Edifici industriali, nel complesso, esclusi l'ex edificio a turbina; facciate e tetti della casa del direttore (Box ZK 200, 212): iscrizione per ordine del 21 dicembre 1984

Dati chiave

Prince de Bauffremont - Fondatore Autorizzato con decreto reale nel 1705
Léonard Caron - Proprietario post-rivoluzionario Riacquisto dei forgi nel 1798

Origine e storia

Le forge di Rans, fondate nel 1705 dal principe di Bauffremont sulle rive dei Doubs, furono inizialmente composte da un altoforno, un forge e un fuoco di raffineria. Autorizzato da un decreto reale del 13 gennaio 1705, furono acquistati nel 1798 da Léonard Caron. Nel 1790, il set aveva già due raffinerie, illustrando una produzione metallurgica in espansione.

Tra il 1854 e il 1857, la fabbrica fu profondamente modernizzata per diventare il centro principale della Société des Hauts Fourneaux, Fonderies e Forges de Franche-Comté. Quattro altiforni sono stati costruiti (due su legno, due su coke nel 1863), mentre il personale è aumentato da 27 lavoratori nel 1840 a 250 nel 1863. Il minerale proveniva dalle miniere aperte di Ougney, collegate da ferrovia, prima della sua chiusura nel 1922.

Il declino iniziò alla fine del XIX secolo: le stufe a legna, considerate infruttuose, furono demolite intorno al 1870, lasciando solo un forno attivo di coke fino al 1891. La fabbrica fu ripresa nel 1938 da Distibois per produrre carbone fino al 1976. Una centrale idroelettrica, costruita nel 1920, operava fino al 1988. Gli edifici, in parte elencati nei Monumenti Storici nel 1984, sono ora dismessi e degradati.

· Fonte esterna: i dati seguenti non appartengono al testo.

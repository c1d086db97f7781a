//! Fundamental geometric and simulation types.

use std::time::Duration;

use glam::DVec2;
use serde::{Deserialize, Serialize};

/// 2D position in world units. x = right, y = up.
#[derive(Debug, Clone, Copy, Default, PartialEq, Serialize, Deserialize)]
pub struct Position {
    pub x: f64,
    pub y: f64,
}

/// 2D velocity in world units per second.
#[derive(Debug, Clone, Copy, Default, PartialEq, Serialize, Deserialize)]
pub struct Velocity {
    pub x: f64,
    pub y: f64,
}

/// Simulated time tracking. Advances only when the session is stepped.
#[derive(Debug, Clone, Copy, Default, PartialEq, Serialize, Deserialize)]
pub struct SimTime {
    /// Number of steps taken.
    pub tick: u64,
    /// Elapsed simulated time.
    pub elapsed: Duration,
}

impl Position {
    pub fn new(x: f64, y: f64) -> Self {
        Self { x, y }
    }
}

impl From<DVec2> for Position {
    fn from(v: DVec2) -> Self {
        Self { x: v.x, y: v.y }
    }
}

impl From<Position> for DVec2 {
    fn from(p: Position) -> Self {
        DVec2::new(p.x, p.y)
    }
}

impl Velocity {
    pub fn new(x: f64, y: f64) -> Self {
        Self { x, y }
    }
}

impl From<Velocity> for DVec2 {
    fn from(v: Velocity) -> Self {
        DVec2::new(v.x, v.y)
    }
}

impl SimTime {
    /// Advance by one step of `dt`.
    pub fn advance(&mut self, dt: Duration) {
        self.tick += 1;
        self.elapsed += dt;
    }
}
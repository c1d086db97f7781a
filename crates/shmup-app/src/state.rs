//! State shared between the runner's main thread and the game loop thread.

use std::sync::{Arc, Mutex};

use serde::Serialize;

use shmup_core::commands::SessionCommand;
use shmup_core::state::SessionSnapshot;

/// Commands sent from the main thread to the game loop thread.
#[derive(Debug)]
pub enum GameLoopCommand {
    /// A command to forward to the live session.
    Session(SessionCommand),
    /// Shut down the game loop thread gracefully.
    Shutdown,
}

/// Latest snapshot, written by the game loop after each tick.
pub type SharedSnapshot = Arc<Mutex<Option<SessionSnapshot>>>;

/// Totals accumulated over a run.
#[derive(Debug, Clone, Default, PartialEq, Serialize)]
pub struct RunSummary {
    pub ticks: u64,
    pub enemies_spawned: u32,
    pub enemies_destroyed: u32,
    pub enemies_escaped: u32,
    pub power_ups_spawned: u32,
    pub power_ups_expired: u32,
    pub scene_reloads: u32,
}
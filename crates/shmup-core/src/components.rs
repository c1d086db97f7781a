//! ECS components for hecs entities.
//!
//! Components are plain data structs with no methods.
//! Session logic lives in systems, not components.

use serde::{Deserialize, Serialize};

use crate::enums::WeaponType;

/// An enemy ship spawned by the session.
#[derive(Debug, Clone, Serialize, Deserialize)]
pub struct Enemy {
    /// Name of the archetype it was spawned from.
    pub archetype: String,
    /// Downward speed (units/s).
    pub speed: f64,
    pub health: f64,
    pub score: u32,
    /// Probability in [0, 1] of leaving a power-up when destroyed.
    pub power_up_drop_chance: f64,
}

/// Declared bounds radius of an entity. Absent when the archetype
/// declares none; spawning then falls back to the default inset.
#[derive(Debug, Clone, Copy, Serialize, Deserialize)]
pub struct BoundsCheck {
    pub radius: f64,
}

/// A collectible power-up.
#[derive(Debug, Clone, Serialize, Deserialize)]
pub struct PowerUp {
    pub weapon_type: WeaponType,
    /// Letter shown on the power-up cube.
    pub letter: String,
    pub lifetime_secs: f64,
    pub fade_secs: f64,
    /// Seconds since spawn.
    pub age_secs: f64,
}
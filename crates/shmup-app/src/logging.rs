//! Logging setup.

use tracing_subscriber::EnvFilter;

/// Install the global tracing subscriber. `RUST_LOG` overrides the default
/// `info` level.
pub fn init_tracing() -> Result<(), Box<dyn std::error::Error + Send + Sync>> {
    let filter = EnvFilter::try_from_default_env().unwrap_or_else(|_| EnvFilter::new("info"));
    tracing_subscriber::fmt()
        .with_env_filter(filter)
        .with_target(false)
        .try_init()
}
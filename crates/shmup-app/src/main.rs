//! shmup: headless runner for the SHMUP session orchestrator.
//!
//! Usage:
//!   shmup [--config session.json] [--seconds 30] [--realtime]
//!         [--autopilot] [--hero-dies-at 12.5]

use std::path::PathBuf;
use std::process::ExitCode;
use std::sync::{Arc, Mutex};
use std::time::Duration;

use tracing::{error, info};

use shmup_app::game_loop::{spawn_game_loop, LoopOptions};
use shmup_app::logging::init_tracing;
use shmup_app::state::SharedSnapshot;
use shmup_app::DEFAULT_CONFIG;
use shmup_core::config::{ConfigError, SessionConfig};
use shmup_core::constants::TICK_RATE;
use shmup_sim::host::PlayArea;

fn main() -> ExitCode {
    let args: Vec<String> = std::env::args().skip(1).collect();
    if args.iter().any(|a| a == "--help" || a == "-h") {
        print_usage();
        return ExitCode::SUCCESS;
    }

    if let Err(e) = init_tracing() {
        eprintln!("Failed to initialize logging: {e}");
    }

    let config = match load_config(parse_path(&args, "--config")) {
        Ok(config) => config,
        Err(e) => {
            error!(error = %e, "invalid configuration");
            return ExitCode::FAILURE;
        }
    };

    let seconds = parse_f64(&args, "--seconds").unwrap_or(30.0);
    let options = LoopOptions {
        realtime: args.iter().any(|a| a == "--realtime"),
        max_ticks: Some((seconds.max(0.0) * TICK_RATE as f64).round() as u64),
        autopilot: args.iter().any(|a| a == "--autopilot"),
        hero_dies_at: parse_f64(&args, "--hero-dies-at")
            .and_then(|secs| Duration::try_from_secs_f64(secs).ok()),
    };

    info!(seconds, realtime = options.realtime, "starting game loop");
    let latest: SharedSnapshot = Arc::new(Mutex::new(None));
    let (_cmd_tx, handle) =
        match spawn_game_loop(config, PlayArea::default(), options, latest.clone()) {
            Ok(spawned) => spawned,
            Err(e) => {
                error!(error = %e, "failed to spawn game loop thread");
                return ExitCode::FAILURE;
            }
        };

    let summary = match handle.join() {
        Ok(Ok(summary)) => summary,
        Ok(Err(e)) => {
            error!(error = %e, "game loop failed");
            return ExitCode::FAILURE;
        }
        Err(_) => {
            error!("game loop thread panicked");
            return ExitCode::FAILURE;
        }
    };

    match serde_json::to_string_pretty(&summary) {
        Ok(json) => println!("{json}"),
        Err(e) => error!(error = %e, "failed to serialize summary"),
    }
    ExitCode::SUCCESS
}

fn print_usage() {
    eprintln!(
        "shmup: headless SHMUP session runner\n\
         \n\
           --config <path>        Session config JSON (default: built-in)\n\
           --seconds <N>          Simulated seconds to run (default: 30)\n\
           --realtime             Pace ticks to wall-clock time\n\
           --autopilot            Destroy enemies once they reach mid-screen\n\
           --hero-dies-at <secs>  Kill the hero after this much simulated time\n\
         \n\
         RUST_LOG controls log verbosity (default: info).\n"
    );
}

fn load_config(path: Option<PathBuf>) -> Result<SessionConfig, ConfigError> {
    match path {
        Some(path) => SessionConfig::from_file(&path),
        None => SessionConfig::from_json_str(DEFAULT_CONFIG),
    }
}

fn parse_path(args: &[String], flag: &str) -> Option<PathBuf> {
    for i in 0..args.len() {
        if args[i] == flag && i + 1 < args.len() {
            return Some(PathBuf::from(&args[i + 1]));
        }
    }
    None
}

fn parse_f64(args: &[String], flag: &str) -> Option<f64> {
    for i in 0..args.len() {
        if args[i] == flag && i + 1 < args.len() {
            if let Ok(n) = args[i + 1].parse::<f64>() {
                return Some(n);
            }
        }
    }
    None
}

I resti attuali includono laboratori di mattoni e ghisa (tetti di piastrelle meccaniche o tetti di cemento dell'amianto), alloggiamento del datore di lavoro semi-crouped, e case di lavoro con campate. Il sito, l'ultimo esempio jurasiano di coke altoforno, conserva anche attrezzature industriali come serbatoi, motori Oerlikon, e un ventilatore Meidinger. Il suo sputatore, precedentemente separato dai Doubs, è oggi abraso.

La storia della forgia riflette i cambiamenti tecnologici (attraversamento dal legno alla coca, recupero del calore nel 1840) e l'economia della metallurgia francese. La loro protezione nel 1984 ha evidenziato il loro valore di patrimonio, nonostante uno stato precario di conservazione nel XXI secolo. Il sito rimane una testimonianza chiave dell'industrializzazione rurale a Franche-Comté.